What is the maximum length of an SQL statement in SQL Server? Does this length depend on the version of SQL Server?
For example, in
DECLARE @SQLStatement NVARCHAR(MAX) = N'Something'
EXEC(@SQLStatement)
the @SQLStatement
is allowed to be X characters long. What is X?
The maximum standard SQL query length is 1024.00K characters, including comments.
You still Cannot have a Single Unbroken Literal String Larger than 8000 (or 4000 for nVarChar). Literal Strings are those you hard-code and wrap in apostrophe's. You must Break those Strings up or SQL Server will Truncate each one BEFORE concatenating. I add ' + ' every 20 lines (or so) to make sure I do not go over.

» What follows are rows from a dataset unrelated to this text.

//! Free-text sanitization for merchant name and city.
//!
//! EMV readers only guarantee a restricted alphabet, so text is folded to
//! `[A-Z0-9 ]`: diacritics are removed via compatibility decomposition,
//! a handful of letters with no decomposition are spelled out, and
//! everything else is dropped.

use unicode_normalization::char::is_combining_mark;
use unicode_normalization::UnicodeNormalization;

/// Maximum length of the merchant name (tag 59).
pub const MAX_NAME_LEN: usize = 25;

/// Maximum length of the merchant city (tag 60).
pub const MAX_CITY_LEN: usize = 15;

/// Fold `text` into the EMV-safe alphabet and truncate to `max_length` bytes.
///
/// Leading spaces are skipped so they never use up the length budget, and
/// trailing spaces are trimmed after truncation so a cut never leaves a
/// dangling blank. Empty input yields an empty string.
pub fn sanitize(text: &str, max_length: usize) -> String {
    let mut out = String::with_capacity(max_length.min(text.len()));

    for c in text.nfkd().filter(|c| !is_combining_mark(*c)) {
        if out.len() >= max_length {
            break;
        }
        match transliterate(c) {
            Some(spelled) => {
                for s in spelled.chars() {
                    if out.len() < max_length {
                        out.push(s);
                    }
                }
            }
            None if c == ' ' && out.is_empty() => {}
            None if c.is_ascii_alphanumeric() || c == ' ' => out.push(c.to_ascii_uppercase()),
            None => {}
        }
    }

    out.truncate(out.trim_end().len());
    out
}

/// Letters that survive decomposition as a single non-ASCII code point.
fn transliterate(c: char) -> Option<&'static str> {
    let spelled = match c {
        'ß' => "SS",
        'æ' | 'Æ' => "AE",
        'œ' | 'Œ' => "OE",
        'ø' | 'Ø' => "O",
        'đ' | 'Đ' | 'ð' | 'Ð' => "D",
        'ł' | 'Ł' => "L",
        'þ' | 'Þ' => "TH",
        'ı' => "I",
        _ => return None,
    };
    Some(spelled)
}

/// Whether `text` is already in sanitized form.
pub fn is_sanitized(text: &str) -> bool {
    text.bytes()
        .all(|b| b.is_ascii_uppercase() || b.is_ascii_digit() || b == b' ')
}
/// Occurrence stats for one estimated interval unit inside a selection.
#[derive(Debug, Clone, Copy, PartialEq, Serialize)]
pub struct IntervalStat {
    /// Number of gaps attributed to the unit.
    pub count: u32,
    /// Total milliseconds covered by those gaps.
    pub range: f64,
}

/// Range selection over the merged key space.
#[derive(Debug, Clone, Serialize)]
pub struct Selection {
    /// Queried start key, echoed back.
    pub start_key: f64,
    /// Queried end key, echoed back.
    pub end_key: f64,
    /// Fractional index of `start_key`.
    pub start_index: Option<f64>,
    /// Fractional index of `end_key`.
    pub end_index: Option<f64>,
    /// First key inside the range, `None` for an empty selection.
    pub first_index: Option<usize>,
    /// Key just before the range, when one exists.
    pub pre_first_index: Option<usize>,
    /// Last key inside the range, `None` for an empty selection.
    pub last_index: Option<usize>,
    /// Key just after the range, when one exists.
    pub post_last_index: Option<usize>,
    /// Smallest gap between neighboring keys across the padded range.
    pub min_distance: Option<f64>,
    /// Histogram of estimated calendar units over the range's gaps.
    pub intervals: BTreeMap<IntervalUnit, IntervalStat>,
}

impl Selection {
    fn empty(start_key: f64, end_key: f64) -> Self {
        Self {
            start_key,
            end_key,
            start_index: None,
            end_index: None,
            first_index: None,
            pre_first_index: None,
            last_index: None,
            post_last_index: None,
            min_distance: None,
            intervals: BTreeMap::new(),
        }
    }
}

/// First and last merged keys plus half-gap extrapolated outer bounds.
#[derive(Debug, Clone, Copy, PartialEq, Serialize)]
pub struct Boundaries {
    pub first_key: f64,
    pub last_key: f64,
    /// First key pushed left by half the leading gap.
    pub aligned_first_key: f64,
    /// Last key pushed right by half the trailing gap.
    pub aligned_last_key: f64,
}

/// Merge-sorted index over the key columns of several row sources.
///
/// The registry is lazy: mutations only flag it dirty and every query
/// rebuilds the merged key space first when needed, so reads between data
/// changes cost nothing extra.
pub struct Registry {
    sources: Vec<Arc<dyn RowStorage>>,
    dirty: bool,
    keys: KeySlice,
    sync_mode: bool,
    search_cache: RingCache<KeySearch>,
    selection_cache: RingCache<Selection>,
}

impl Default for Registry {
    fn default() -> Self {
        Self::new()
    }
}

varchar [ ( n | max ) ] Variable-size string data. Use n to define the string size in bytes and can be a value from 1 through 8,000 or use max to indicate a column constraint size up to a maximum storage of 2^31-1 bytes (2 GB).
SQL Server allows a maximum of 32,767 user connections.

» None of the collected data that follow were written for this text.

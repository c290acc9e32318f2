use serde::Serialize;

use super::Table;
use crate::table::storage::TableRow;

/// Row lookup modes for key searches.
#[derive(Debug, Clone, Copy, PartialEq, Eq, Hash)]
pub enum SearchMode {
    /// Exact key only.
    Exact,
    /// Exact key, else the closest row before it.
    ExactOrPrev,
    /// Exact key, else the closest row after it.
    ExactOrNext,
    /// Closest row by key distance, the later row on ties.
    Nearest,
}

/// Cached key search result.
#[derive(Debug, Clone, Copy)]
pub(crate) struct SearchHit {
    pub(crate) key: f64,
    pub(crate) mode: SearchMode,
    pub(crate) index: Option<usize>,
}

/// Storage range selection: the rows spanning a key range, their immediate
/// neighbors outside it, and per-column value ranges over all of them.
#[derive(Debug, Clone, Serialize)]
pub struct TableSelection {
    /// Queried start key, `None` for an open start.
    pub start_key: Option<f64>,
    /// Queried end key, `None` for an open end.
    pub end_key: Option<f64>,
    /// Row just before the range, when one exists.
    pub pre_first_index: Option<usize>,
    /// First row inside the range, `None` for an empty selection.
    pub first_index: Option<usize>,
    /// Last row inside the range, `None` for an empty selection.
    pub last_index: Option<usize>,
    /// Row just after the range, when one exists.
    pub post_last_index: Option<usize>,
    /// `(min, max)` per value column over the scanned rows, `None` where no
    /// finite cell was seen. Neighbor rows are included in the scan.
    pub column_ranges: Vec<Option<(f64, f64)>>,
}

impl Table {
    /// Index of the row matching `key` under `mode`, `None` on a miss.
    pub fn search_index(&mut self, key: f64, mode: SearchMode) -> Option<usize> {
        if key.is_nan() {
            return None;
        }
        if let Some(hit) = self
            .search_cache
            .find(|h| h.key == key && h.mode == mode)
        {
            return hit.index;
        }
        let rows = self.committed();
        let len = rows.len();
        let index = match rows.binary_search_by(|row| row.key.total_cmp(&key)) {
            Ok(found) => Some(found),
            Err(insert) => match mode {
                SearchMode::Exact => None,
                SearchMode::ExactOrNext => (insert < len).then_some(insert),
                SearchMode::ExactOrPrev => insert.checked_sub(1),
                SearchMode::Nearest => {
                    // nearest misses are position dependent, not worth caching
                    return if insert == 0 {
                        (len > 0).then_some(0)
                    } else if insert < len {
                        if key - rows[insert - 1].key < rows[insert].key - key {
                            Some(insert - 1)
                        } else {
                            Some(insert)
                        }
                    } else {
                        (len > 0).then(|| len - 1)
                    };
                }
            },
        };
        self.search_cache.push(SearchHit { key, mode, index });
        index
    }

    /// Row matching `key` under `mode`.
    pub fn search(&mut self, key: f64, mode: SearchMode) -> Option<TableRow> {
        let index = self.search_index(key, mode)?;
        let rows = self.committed();
        rows.get(index).cloned()
    }

    /// Selects the rows spanning `[start_key, end_key]`; either side `None`
    /// means unbounded. The neighbor rows just outside the range land in
    /// `pre_first_index`/`post_last_index` and join the column range scan.
    pub fn select(&mut self, start_key: Option<f64>, end_key: Option<f64>) -> TableSelection {
        let rows = self.committed();
        let len = rows.len();
        let mut pre_first = None;
        let mut post_last = None;
        if len > 0 {
            let first = match start_key {
                Some(key) => self.search_index(key, SearchMode::ExactOrNext),
                None => Some(0),
            };
            match first {
                None => {
                    // selection lies after all data
                    pre_first = Some(len - 1);
                }
                Some(first) => {
                    let last = match end_key {
                        Some(key) => self.search_index(key, SearchMode::ExactOrPrev),
                        None => Some(len - 1),
                    };
                    match last {
                        None => {
                            // selection lies before all data
                            post_last = Some(0);
                        }
                        Some(last) if first <= last => {
                            pre_first = (first > 0).then(|| first - 1);
                            post_last = (last < len - 1).then(|| last + 1);
                        }
                        Some(last) => {
                            // empty selection between two rows
                            pre_first = Some(last);
                            post_last = Some(first);
                        }
                    }
                }
            }
        }
        self.select_resolved(start_key, end_key, pre_first, post_last, &rows)
    }

    /// Selects the whole storage.
    pub fn select_all(&mut self) -> TableSelection {
        let rows = self.committed();
        match (rows.first(), rows.last()) {
            (Some(first), Some(last)) => {
                let (first_key, last_key) = (first.key, last.key);
                self.select_resolved(Some(first_key), Some(last_key), None, None, &rows)
            }
            _ => self.select_resolved(None, None, None, None, &rows),
        }
    }

    fn select_resolved(
        &mut self,
        start_key: Option<f64>,
        end_key: Option<f64>,
        pre_first: Option<usize>,
        post_last: Option<usize>,
        rows: &[TableRow],
    ) -> TableSelection {
        let len = rows.len();
        let (first, last) = if len == 0 {
            (None, None)
        } else {
            if let Some(hit) = self
                .selection_cache
                .find(|s| s.start_key == start_key && s.end_key == end_key)
            {
                return hit.clone();
            }
            match (pre_first, post_last) {
                // full range
                (None, None) => (Some(0), Some(len - 1)),
                // everything lies before the first row
                (None, Some(0)) => (None, None),
                (None, Some(post)) => (Some(0), Some(post - 1)),
                // everything lies after the last row
                (Some(pre), None) if pre == len - 1 => (None, None),
                (Some(pre), None) => (Some(pre + 1), Some(len - 1)),
                // empty range between two adjacent rows
                (Some(pre), Some(post)) if post - pre == 1 => (None, None),
                (Some(pre), Some(post)) => (Some(pre + 1), Some(post - 1)),
            }
        };

        let fields = self.largest_row_len;
        let mut column_ranges: Vec<Option<(f64, f64)>> = vec![None; fields];
        let scan_start = pre_first.or(first).or(post_last);
        if let Some(start) = scan_start {
            let full_range = pre_first.is_none() && post_last.is_none();
            match &self.full_range_ranges {
                Some(cached) if full_range => column_ranges.clone_from(cached),
                _ => {
                    let stop = post_last.map_or(len, |post| post + 1);
                    let mut mins = vec![f64::INFINITY; fields];
                    let mut maxs = vec![f64::NEG_INFINITY; fields];
                    for row in &rows[start..stop] {
                        let width = row.values.len().min(fields);
                        for column in 0..width {
                            let val = row.values[column];
                            // NaN cells fail both comparisons
                            if val < mins[column] {
                                mins[column] = val;
                            }
                            if val > maxs[column] {
                                maxs[column] = val;
                            }
                        }
                    }
                    for column in 0..fields {
                        if mins[column] != f64::INFINITY {
                            column_ranges[column] = Some((mins[column], maxs[column]));
                        }
                    }
                    if full_range {
                        self.full_range_ranges = Some(column_ranges.clone());
                    }
                }
            }
        }

        let selection = TableSelection {
            start_key,
            end_key,
            pre_first_index: pre_first,
            first_index: first,
            last_index: last,
            post_last_index: post_last,
            column_ranges,
        };
        if len > 0 {
            self.selection_cache.push(selection.clone());
        }
        selection
    }
}
use chrono::Utc;
use rand::Rng;
use stock_data::{RawRow, Registry, SearchMode, Table};

const MINUTE: f64 = 60_000.0;

fn main() {
    let now = Utc::now().timestamp_millis() as f64;
    let mut rng = rand::rng();

    // a dense minute feed with OHLC columns
    let mut fast = Table::new();
    let mut price: f64 = 100.0;
    let mut bars = Vec::new();
    for i in 0..240 {
        let key = now - (240 - i) as f64 * MINUTE;
        let open = price;
        let close = price + rng.random_range(-0.8..0.8);
        let high = open.max(close) + rng.random_range(0.0..0.3);
        let low = open.min(close) - rng.random_range(0.0..0.3);
        bars.push(RawRow::new(key, vec![open, high, low, close]));
        price = close;
    }
    fast.add_rows(bars);

    // a sparse 5-minute volume feed over the same span
    let mut slow = Table::new();
    slow.add_rows((0..48).map(|i| {
        let key = now - (48 - i) as f64 * 5.0 * MINUTE;
        RawRow::new(key, vec![rng.random_range(1_000.0..5_000.0)])
    }));

    let mut registry = Registry::new();
    registry.add_source(fast.as_source());
    registry.add_source(slow.as_source());

    println!("merged keys: {}", registry.keys_count());
    println!("first key:   {:?}", registry.first_key());
    println!("last key:    {:?}", registry.last_key());
    println!("sync mode:   {}", registry.is_in_sync_mode());

    // select the last hour of the merged space
    let selection = registry.select(now - 60.0 * MINUTE, now);
    println!(
        "last hour: rows {:?}..={:?}, min gap {:?} ms",
        selection.start_index, selection.end_index, selection.min_distance
    );
    for (unit, stat) in &selection.intervals {
        println!("  {unit:?} x{} over {} ms", stat.count, stat.range);
    }

    // walk the final ten minutes and look the bars up in the fast table
    let mut iter = registry.iter_range(now - 10.0 * MINUTE, now);
    while iter.advance() {
        if let (Some(key), Some(index)) = (iter.current_key(), iter.current_index()) {
            let bar = fast.search(key, SearchMode::Exact);
            println!("#{index:>5.1}  {key:.0}  {:?}", bar.map(|row| row.values));
        }
    }
}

It's going to be 65,536 times your network packet size, according to the documentation
Seems like this is the same at least since SQL Server 2005
Verbatim from the documentation:
65,536 * Network Packet Size
What isn't clear, but which any sane person would immediately question, is what does "Network Packet Size" mean?

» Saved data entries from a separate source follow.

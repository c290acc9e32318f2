use stock_data::{RawRow, SearchMode, Table, TableError, TableOptions};

fn rows(pairs: &[(f64, f64)]) -> Vec<RawRow> {
    pairs
        .iter()
        .map(|&(key, value)| RawRow::new(key, vec![value]))
        .collect()
}

fn keys_of(table: &Table) -> Vec<f64> {
    table.storage().iter().map(|row| row.key).collect()
}

#[test]
fn test_add_rows_commits_outside_transaction() {
    let mut table = Table::new();
    let accepted = table.add_rows(rows(&[(2.0, 20.0), (1.0, 10.0), (3.0, 30.0)]));
    assert_eq!(accepted, 3);
    assert_eq!(table.rows_count(), 3);
    assert_eq!(keys_of(&table), vec![1.0, 2.0, 3.0]);
    assert_eq!(table.row(0).unwrap().values, vec![10.0]);
    assert!(!table.is_in_transaction());
}

#[test]
fn test_transaction_hides_pending_rows() {
    let mut table = Table::new();
    table.start_transaction();
    table.add_rows(rows(&[(1.0, 1.0), (2.0, 2.0)]));
    assert_eq!(table.rows_count(), 0);
    assert!(table.is_in_transaction());
    table.commit();
    assert_eq!(table.rows_count(), 2);
    assert!(!table.is_in_transaction());
}

#[test]
fn test_rollback_discards_pending() {
    let mut table = Table::new();
    table.add_rows(rows(&[(1.0, 1.0)]));
    table.start_transaction();
    table.add_rows(rows(&[(2.0, 2.0), (3.0, 3.0)]));
    table.remove_range(None, None);
    table.rollback();
    assert_eq!(keys_of(&table), vec![1.0]);

    table.add_rows(rows(&[(5.0, 5.0)]));
    assert_eq!(keys_of(&table), vec![1.0, 5.0]);
}

#[test]
fn test_duplicate_keys_in_one_batch_last_wins() {
    let mut table = Table::new();
    table.add_rows(rows(&[(1.0, 1.0), (2.0, 2.0), (1.0, 9.0)]));
    assert_eq!(keys_of(&table), vec![1.0, 2.0]);
    assert_eq!(table.row(0).unwrap().values, vec![9.0]);
}

#[test]
fn test_later_commit_replaces_equal_keys() {
    let mut table = Table::new();
    table.add_rows(rows(&[(1.0, 1.0), (2.0, 2.0), (3.0, 3.0)]));
    table.add_rows(rows(&[(2.0, 20.0)]));
    assert_eq!(keys_of(&table), vec![1.0, 2.0, 3.0]);
    assert_eq!(table.row(1).unwrap().values, vec![20.0]);
}

#[test]
fn test_descending_and_assorted_batches_normalize() {
    let mut desc = Table::new();
    desc.add_rows(rows(&[(3.0, 3.0), (2.0, 2.0), (1.0, 1.0)]));
    assert_eq!(keys_of(&desc), vec![1.0, 2.0, 3.0]);
    assert_eq!(desc.row(0).unwrap().values, vec![1.0]);

    let mut assorted = Table::new();
    assorted.add_rows(rows(&[(2.0, 2.0), (1.0, 1.0), (3.0, 3.0)]));
    assert_eq!(keys_of(&assorted), vec![1.0, 2.0, 3.0]);
}

#[test]
fn test_remove_first_counts_distinct_keys() {
    let mut table = Table::new();
    table.add_rows(rows(&[(1.0, 1.0), (2.0, 2.0), (3.0, 3.0), (4.0, 4.0)]));
    table.remove_first(2);
    assert_eq!(keys_of(&table), vec![3.0, 4.0]);

    table.remove_first(0);
    assert_eq!(keys_of(&table), vec![3.0, 4.0]);
}

#[test]
fn test_remove_first_spares_pending_twin_of_the_counted_key() {
    let mut table = Table::new();
    table.add_rows(rows(&[(2.0, 2.0), (3.0, 3.0)]));
    table.start_transaction();
    table.add_rows(rows(&[(2.0, 20.0)]));
    table.remove_first(1);
    table.commit();
    // the committed row at key 2 is gone, its pending twin takes over
    assert_eq!(keys_of(&table), vec![2.0, 3.0]);
    assert_eq!(table.row(0).unwrap().values, vec![20.0]);
}

#[test]
fn test_remove_range_bounds() {
    let mut table = Table::new();
    table.add_rows(rows(&[
        (1.0, 1.0),
        (2.0, 2.0),
        (3.0, 3.0),
        (4.0, 4.0),
        (5.0, 5.0),
    ]));
    table.remove_range(Some(2.0), Some(4.0));
    assert_eq!(keys_of(&table), vec![1.0, 5.0]);

    table.remove_range(None, Some(1.0));
    assert_eq!(keys_of(&table), vec![5.0]);

    table.remove_range(Some(5.0), None);
    assert_eq!(keys_of(&table), Vec::<f64>::new());
}

#[test]
fn test_remove_range_covers_pending_rows() {
    let mut table = Table::new();
    table.add_rows(rows(&[(1.0, 1.0), (4.0, 4.0)]));
    table.start_transaction();
    table.add_rows(rows(&[(2.0, 2.0), (3.0, 3.0)]));
    table.remove_range(Some(2.0), Some(3.0));
    table.commit();
    assert_eq!(keys_of(&table), vec![1.0, 4.0]);
}

#[test]
fn test_add_rows_rolling_keeps_a_window() {
    let mut table = Table::new();
    table.add_rows(rows(&[
        (1.0, 1.0),
        (2.0, 2.0),
        (3.0, 3.0),
        (4.0, 4.0),
        (5.0, 5.0),
    ]));
    let accepted = table.add_rows_rolling(rows(&[(6.0, 6.0), (7.0, 7.0)]));
    assert_eq!(accepted, 2);
    assert_eq!(keys_of(&table), vec![3.0, 4.0, 5.0, 6.0, 7.0]);
}

#[test]
fn test_add_json_rows() {
    let mut table = Table::new();
    let accepted = table
        .add_json(r#"[[1000, 1.5, true], ["2024-01-02", 2.5, "3.5"], [null, 9.9], [2000, "bad"]]"#)
        .unwrap();
    assert_eq!(accepted, 3);
    assert_eq!(table.rows_count(), 3);
    assert_eq!(table.row(0).unwrap().values, vec![1.5, 1.0]);
    assert!(table.row(1).unwrap().values[0].is_nan());
    assert_eq!(table.known_fields(), 2);

    // "2024-01-02" parses as UTC midnight
    let parsed = table.search(1_704_153_600_000.0, SearchMode::Exact);
    assert_eq!(parsed.unwrap().values, vec![2.5, 3.5]);
}

#[test]
fn test_add_json_rejects_malformed_documents() {
    let mut table = Table::new();
    assert!(matches!(
        table.add_json("not json"),
        Err(TableError::InvalidJson(_))
    ));
    assert!(matches!(
        table.add_json(r#"{"rows": []}"#),
        Err(TableError::InvalidJson(_))
    ));
}

#[test]
fn test_text_keys_with_custom_pattern() {
    let options = TableOptions {
        date_time_pattern: Some("%d.%m.%Y".to_string()),
        time_offset_hours: 0.0,
    };
    let mut table = Table::with_options(options).unwrap();
    let accepted = table.add_rows(vec![
        RawRow::with_text_key("02.01.2024", vec![1.0]),
        RawRow::with_text_key("2024-01-03T00:00:00Z", vec![2.0]),
        RawRow::with_text_key("garbage", vec![3.0]),
    ]);
    assert_eq!(accepted, 2);
    assert_eq!(
        keys_of(&table),
        vec![1_704_153_600_000.0, 1_704_240_000_000.0]
    );
}

#[test]
fn test_invalid_pattern_is_rejected() {
    let options = TableOptions {
        date_time_pattern: Some("%Q-nope".to_string()),
        time_offset_hours: 0.0,
    };
    assert!(matches!(
        Table::with_options(options),
        Err(TableError::InvalidDateTimePattern(_))
    ));
}

#[test]
fn test_time_offset_shifts_keys() {
    let options = TableOptions {
        date_time_pattern: None,
        time_offset_hours: 2.0,
    };
    let mut table = Table::with_options(options).unwrap();
    table.add_rows(rows(&[(1000.0, 1.0)]));
    assert_eq!(keys_of(&table), vec![1000.0 + 7_200_000.0]);
}

#[test]
fn test_search_modes() {
    let mut table = Table::new();
    table.add_rows(rows(&[(10.0, 1.0), (20.0, 2.0), (30.0, 3.0)]));

    assert_eq!(table.search_index(20.0, SearchMode::Exact), Some(1));
    assert_eq!(table.search_index(21.0, SearchMode::Exact), None);
    assert_eq!(table.search_index(21.0, SearchMode::ExactOrPrev), Some(1));
    assert_eq!(table.search_index(21.0, SearchMode::ExactOrNext), Some(2));
    assert_eq!(table.search_index(5.0, SearchMode::ExactOrPrev), None);
    assert_eq!(table.search_index(35.0, SearchMode::ExactOrNext), None);
    assert_eq!(table.search_index(f64::NAN, SearchMode::Nearest), None);

    assert_eq!(table.search_index(12.0, SearchMode::Nearest), Some(0));
    assert_eq!(table.search_index(28.0, SearchMode::Nearest), Some(2));
    // equidistant: the later row wins
    assert_eq!(table.search_index(25.0, SearchMode::Nearest), Some(2));
    assert_eq!(table.search_index(5.0, SearchMode::Nearest), Some(0));
    assert_eq!(table.search_index(95.0, SearchMode::Nearest), Some(2));

    let row = table.search(30.0, SearchMode::Exact).unwrap();
    assert_eq!(row.values, vec![3.0]);
}

#[test]
fn test_select_spans_and_column_ranges() {
    let mut table = Table::new();
    table.add_rows(rows(&[(10.0, 1.0), (20.0, 5.0), (30.0, 2.0), (40.0, 4.0)]));
    let selection = table.select(Some(15.0), Some(35.0));
    assert_eq!(selection.first_index, Some(1));
    assert_eq!(selection.last_index, Some(2));
    assert_eq!(selection.pre_first_index, Some(0));
    assert_eq!(selection.post_last_index, Some(3));
    // neighbor rows join the value range scan
    assert_eq!(selection.column_ranges, vec![Some((1.0, 5.0))]);
}

#[test]
fn test_select_outside_the_storage() {
    let mut table = Table::new();
    table.add_rows(rows(&[(10.0, 1.0), (20.0, 2.0)]));

    let before = table.select(Some(0.0), Some(5.0));
    assert_eq!(before.first_index, None);
    assert_eq!(before.pre_first_index, None);
    assert_eq!(before.post_last_index, Some(0));

    let after = table.select(Some(25.0), Some(30.0));
    assert_eq!(after.first_index, None);
    assert_eq!(after.pre_first_index, Some(1));
    assert_eq!(after.post_last_index, None);

    let between = table.select(Some(12.0), Some(18.0));
    assert_eq!(between.first_index, None);
    assert_eq!(between.pre_first_index, Some(0));
    assert_eq!(between.post_last_index, Some(1));
    assert_eq!(between.column_ranges, vec![Some((1.0, 2.0))]);

    let mut empty = Table::new();
    let selection = empty.select(Some(0.0), Some(1.0));
    assert_eq!(selection.first_index, None);
    assert_eq!(selection.column_ranges, Vec::new());
}

#[test]
fn test_select_all_covers_the_storage() {
    let mut table = Table::new();
    table.add_rows(rows(&[(10.0, 3.0), (20.0, 1.0), (30.0, 2.0)]));
    let selection = table.select_all();
    assert_eq!(selection.first_index, Some(0));
    assert_eq!(selection.last_index, Some(2));
    assert_eq!(selection.pre_first_index, None);
    assert_eq!(selection.post_last_index, None);
    assert_eq!(selection.column_ranges, vec![Some((1.0, 3.0))]);

    // same answer through the cache
    let again = table.select_all();
    assert_eq!(again.column_ranges, vec![Some((1.0, 3.0))]);
}

#[test]
fn test_commit_refreshes_query_results() {
    let mut table = Table::new();
    table.add_rows(rows(&[(10.0, 1.0), (20.0, 2.0)]));
    assert_eq!(table.search_index(15.0, SearchMode::ExactOrNext), Some(1));

    table.add_rows(rows(&[(15.0, 1.5)]));
    assert_eq!(table.search_index(15.0, SearchMode::ExactOrNext), Some(1));
    assert_eq!(table.search(15.0, SearchMode::Exact).unwrap().values, vec![1.5]);
}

Network packet size, in this case, as expected, does not refer to physical size, since this would break the abstraction of end-to-end guaranteed delivery streaming protocol (TCP), but rather refers to packet size in the context of the Tabular Data Stream protocol used by SQL Server for communication. According to the same documentation, the default size of a TDS packet is 4KB.